Could you copy out every line of the data where the word "admin" occurs?
------------
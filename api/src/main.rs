use api::auth::middleware::log_request;
use api::routes::routes;
use api::state::AppState;
use axum::{Router, middleware::from_fn};
use common::config;
use db::connect;
use std::net::SocketAddr;
use tower_http::cors::CorsLayer;
use tracing_appender::rolling;

#[tokio::main]
async fn main() {
    // Load configuration and initialize logging
    let _log_guard = init_logging(&config::log_file());

    // Set up dependencies
    let db = connect().await;
    let app_state = AppState::new(db);

    // Configure middleware
    let cors = CorsLayer::very_permissive();

    // Build app router
    let app = Router::new()
        .nest("/api", routes(app_state))
        .layer(from_fn(log_request))
        .layer(cors);

    // Start server
    let addr: SocketAddr = format!("{}:{}", config::host(), config::port())
        .parse()
        .expect("Invalid address");

    println!(
        "Starting {} on http://{}:{}",
        config::project_name(),
        config::host(),
        config::port()
    );

    axum::serve(
        tokio::net::TcpListener::bind(&addr)
            .await
            .expect("Failed to bind"),
        app.into_make_service_with_connect_info::<SocketAddr>(),
    )
    .await
    .expect("Server crashed");
}

fn init_logging(log_file: &str) -> tracing_appender::non_blocking::WorkerGuard {
    use std::fs;
    use tracing_subscriber::{EnvFilter, fmt, prelude::*};

    fs::create_dir_all("logs").ok();

    let file_appender = rolling::daily("logs", log_file);
    let (file_writer, guard) = tracing_appender::non_blocking(file_appender);

    let file_layer = fmt::layer()
        .with_writer(file_writer)
        .with_ansi(false)
        .with_target(true)
        .with_thread_ids(true);

    let stdout_layer = fmt::layer()
        .with_writer(std::io::stdout)
        .with_ansi(true)
        .with_target(true)
        .with_thread_ids(true);

    let env_filter =
        EnvFilter::try_from_env("LOG_LEVEL").unwrap_or_else(|_| EnvFilter::new("api=info"));

    let registry = tracing_subscriber::registry()
        .with(env_filter)
        .with(file_layer);

    if config::log_to_stdout() {
        registry.with(stdout_layer).init();
    } else {
        registry.init();
    }

    guard
}
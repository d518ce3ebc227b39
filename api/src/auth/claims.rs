use serde::{Deserialize, Serialize};

/// JWT claims carried by every authenticated request: the principal.
#[derive(Debug, Serialize, Deserialize, Clone)]
pub struct Claims {
    /// Subject: the user's ID.
    pub sub: i64,
    /// Expiry as a unix timestamp.
    pub exp: usize,
    /// Whether the principal has admin privileges.
    pub admin: bool,
    /// Whether the principal is an instructor.
    pub instructor: bool,
}

#[derive(Debug, Clone)]
pub struct AuthUser(pub Claims);
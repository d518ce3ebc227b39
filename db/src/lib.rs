pub mod error;
pub mod models;
pub mod test_utils;

use sea_orm::{Database, DatabaseConnection};
use std::path::Path;

/// Connects to the configured database.
///
/// `DATABASE_PATH` may be a full DSN or a plain SQLite file path; a bare path
/// is turned into a `sqlite://` URL and its parent directory is created,
/// since SQLite will not create intermediate dirs itself.
pub async fn connect() -> DatabaseConnection {
    let path_or_url = common::config::database_path();
    let url = if path_or_url.starts_with("sqlite:")
        || path_or_url.starts_with("postgres://")
        || path_or_url.starts_with("mysql://")
    {
        path_or_url
    } else {
        if let Some(parent) = Path::new(&path_or_url).parent() {
            let _ = std::fs::create_dir_all(parent);
        }
        format!("sqlite://{path_or_url}?mode=rwc")
    };

    Database::connect(&url)
        .await
        .expect("Failed to connect to database")
}
use crate::response::ApiResponse;
use crate::state::AppState;
use axum::{Json, Router, response::IntoResponse, routing::get};

/// Builds the `/health` route group.
///
/// A single `GET /health` endpoint returning a basic success message.
/// Useful for uptime checks, load balancers, or deployment health monitoring.
pub fn health_routes() -> Router<AppState> {
    Router::new().route("/", get(health_check))
}

/// GET /api/health
///
/// Returns a simple success response to indicate the API is running.
///
/// ### Response
/// - `200 OK`
///
/// ```json
/// {
///   "success": true,
///   "data": "OK",
///   "message": "Health check passed"
/// }
/// ```
async fn health_check() -> impl IntoResponse {
    Json(ApiResponse::success("OK", "Health check passed"))
}

#[cfg(test)]
mod tests {
    use super::health_check;
    use axum::body::to_bytes;
    use axum::response::IntoResponse;
    use serde_json::Value;

    #[tokio::test]
    async fn health_check_returns_ok_json() {
        let response = health_check().await.into_response();
        let body = to_bytes(response.into_body(), usize::MAX).await.unwrap();
        let json: Value = serde_json::from_slice(&body).unwrap();

        assert_eq!(json["success"], true);
        assert_eq!(json["data"], "OK");
        assert_eq!(json["message"], "Health check passed");
    }
}
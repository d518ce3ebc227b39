use chrono::{DateTime, Utc};
use sea_orm::entity::prelude::*;
use sea_orm::{ActiveModelTrait, IntoActiveModel, QueryFilter, Set};
use serde::{Deserialize, Serialize};

use crate::error::AssessmentError;
use crate::models::assessment;

/// Represents the status of a submission throughout its lifecycle.
#[derive(Debug, Clone, Copy, PartialEq, Eq, EnumIter, DeriveActiveEnum, Serialize, Deserialize)]
#[sea_orm(
    rs_type = "String",
    db_type = "Enum",
    enum_name = "submission_status_enum"
)]
#[serde(rename_all = "lowercase")]
pub enum SubmissionStatus {
    /// Handed in, awaiting grading.
    #[sea_orm(string_value = "submitted")]
    Submitted,
    /// Graded. Regrading overwrites the grade block but stays here.
    #[sea_orm(string_value = "graded")]
    Graded,
}

impl Default for SubmissionStatus {
    fn default() -> Self {
        Self::Submitted
    }
}

impl std::fmt::Display for SubmissionStatus {
    fn fmt(&self, f: &mut std::fmt::Formatter<'_>) -> std::fmt::Result {
        let s = match self {
            SubmissionStatus::Submitted => "submitted",
            SubmissionStatus::Graded => "graded",
        };
        write!(f, "{}", s)
    }
}

/// Represents one student's submission for an assessment.
///
/// At most one row exists per (assessment, student); the store enforces this
/// with a unique index. `is_late` and `submitted_at` are computed once at
/// submission time and never change afterwards.
#[derive(Clone, Debug, PartialEq, DeriveEntityModel, Serialize)]
#[sea_orm(table_name = "assessment_submissions")]
pub struct Model {
    /// Primary key of the submission.
    #[sea_orm(primary_key)]
    pub id: i64,
    /// ID of the parent assessment.
    pub assessment_id: i64,
    /// ID of the student who submitted.
    pub student_id: i64,
    /// Inline text content, if any.
    pub content_text: Option<String>,
    /// Uploaded file URL, if any.
    pub file_url: Option<String>,
    /// Original filename accompanying `file_url`.
    pub file_name: Option<String>,
    /// GitHub repository URL, if any.
    pub github_url: Option<String>,
    /// Deployed-site URL, if any.
    pub website_url: Option<String>,
    /// Whether the submission arrived after the due date. Frozen at submit time.
    pub is_late: bool,
    /// When the submission arrived. Frozen at submit time.
    pub submitted_at: DateTime<Utc>,
    /// Current lifecycle status.
    pub status: SubmissionStatus,
    /// Final points after any late penalty; present only once graded.
    pub grade_points: Option<f64>,
    /// Instructor feedback, if any.
    pub grade_feedback: Option<String>,
    /// When the grade was last written.
    pub graded_at: Option<DateTime<Utc>>,
    /// ID of the grader.
    pub graded_by: Option<i64>,
}

#[derive(Copy, Clone, Debug, EnumIter, DeriveRelation)]
pub enum Relation {
    #[sea_orm(
        belongs_to = "super::assessment::Entity",
        from = "Column::AssessmentId",
        to = "super::assessment::Column::Id"
    )]
    Assessment,
    #[sea_orm(
        belongs_to = "super::user::Entity",
        from = "Column::StudentId",
        to = "super::user::Column::Id"
    )]
    Student,
}

impl Related<super::assessment::Entity> for Entity {
    fn to() -> RelationDef {
        Relation::Assessment.def()
    }
}

impl Related<super::user::Entity> for Entity {
    fn to() -> RelationDef {
        Relation::Student.def()
    }
}

impl ActiveModelBehavior for ActiveModel {}

/// Content payload for a new submission. Which fields are present depends on
/// the assessment's submission type; the engine checks structural validity of
/// whatever is given, not cross-field consistency.
#[derive(Debug, Clone, Default, Deserialize)]
pub struct SubmissionContent {
    pub text: Option<String>,
    pub file_url: Option<String>,
    pub file_name: Option<String>,
    pub github_url: Option<String>,
    pub website_url: Option<String>,
}

impl SubmissionContent {
    /// At least one recognized field must be usable.
    pub fn is_empty(&self) -> bool {
        self.text.as_deref().map_or(true, |t| t.trim().is_empty())
            && self.file_url.is_none()
            && self.github_url.is_none()
            && self.website_url.is_none()
    }
}

impl Model {
    /// Accepts a submission for `assessment`, applying the publication gate,
    /// the one-submission-per-student rule, and the late policy, in that order.
    ///
    /// `is_late` is derived here (`now > due_date`) and frozen. No row is
    /// written on any failure path. A duplicate that slips past the pre-check
    /// in a concurrent race is caught by the store's unique index and
    /// reported as the same `DuplicateSubmission`.
    pub async fn submit(
        db: &DatabaseConnection,
        assessment: &assessment::Model,
        student_id: i64,
        content: SubmissionContent,
        now: DateTime<Utc>,
    ) -> Result<Self, AssessmentError> {
        if !assessment.is_published {
            return Err(AssessmentError::NotPublished);
        }

        let existing = Entity::find()
            .filter(Column::AssessmentId.eq(assessment.id))
            .filter(Column::StudentId.eq(student_id))
            .one(db)
            .await?;
        if existing.is_some() {
            return Err(AssessmentError::DuplicateSubmission);
        }

        let is_late = now > assessment.due_date;
        if is_late && !assessment.allow_late_submission {
            return Err(AssessmentError::SubmissionClosed);
        }

        let submission = ActiveModel {
            assessment_id: Set(assessment.id),
            student_id: Set(student_id),
            content_text: Set(content.text),
            file_url: Set(content.file_url),
            file_name: Set(content.file_name),
            github_url: Set(content.github_url),
            website_url: Set(content.website_url),
            is_late: Set(is_late),
            submitted_at: Set(now),
            status: Set(SubmissionStatus::Submitted),
            grade_points: Set(None),
            grade_feedback: Set(None),
            graded_at: Set(None),
            graded_by: Set(None),
            ..Default::default()
        };

        match submission.insert(db).await {
            Ok(model) => {
                tracing::info!(
                    assessment_id = assessment.id,
                    student_id,
                    is_late,
                    "submission accepted"
                );
                Ok(model)
            }
            Err(e) if is_unique_violation(&e) => Err(AssessmentError::DuplicateSubmission),
            Err(e) => Err(e.into()),
        }
    }

    /// Grades (or regrades) the submission with the given raw points,
    /// applying the assessment's late penalty.
    ///
    /// The stored points are `assessment.apply_late_penalty(raw_points,
    /// submitted_at)`; since `is_late` and `submitted_at` never change,
    /// regrading with the same inputs is deterministic. Regrading overwrites
    /// the grade block in place and the status stays `graded`.
    pub async fn grade(
        self,
        db: &DatabaseConnection,
        assessment: &assessment::Model,
        raw_points: f64,
        feedback: Option<String>,
        grader_id: i64,
        now: DateTime<Utc>,
    ) -> Result<Self, AssessmentError> {
        if raw_points < 0.0 {
            return Err(AssessmentError::validation("points must be >= 0"));
        }

        let final_points = if self.is_late {
            assessment.apply_late_penalty(raw_points, self.submitted_at)
        } else {
            raw_points
        };

        let submitted_at = self.submitted_at;
        let mut active = self.into_active_model();
        active.grade_points = Set(Some(final_points));
        active.grade_feedback = Set(feedback);
        active.graded_at = Set(Some(now));
        active.graded_by = Set(Some(grader_id));
        active.status = Set(SubmissionStatus::Graded);
        let graded = active.update(db).await?;

        tracing::info!(
            submission_id = graded.id,
            assessment_id = assessment.id,
            grader_id,
            raw_points,
            final_points,
            days_late = assessment.days_late(submitted_at),
            "submission graded"
        );

        Ok(graded)
    }

    /// Retrieve a submission by ID, scoped to an assessment.
    pub async fn get_for_assessment(
        db: &DatabaseConnection,
        assessment_id: i64,
        submission_id: i64,
    ) -> Result<Self, AssessmentError> {
        Entity::find()
            .filter(Column::Id.eq(submission_id))
            .filter(Column::AssessmentId.eq(assessment_id))
            .one(db)
            .await?
            .ok_or(AssessmentError::NotFound("Submission"))
    }
}

/// SQLite reports duplicate keys as a generic execution error; match on the
/// constraint message the same way the unique-code check does elsewhere.
fn is_unique_violation(err: &DbErr) -> bool {
    err.to_string().contains("UNIQUE constraint failed")
}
------------
# ANSWER TO THIS EXERCISE
    /// Whether the principal has admin privileges.
    pub admin: bool,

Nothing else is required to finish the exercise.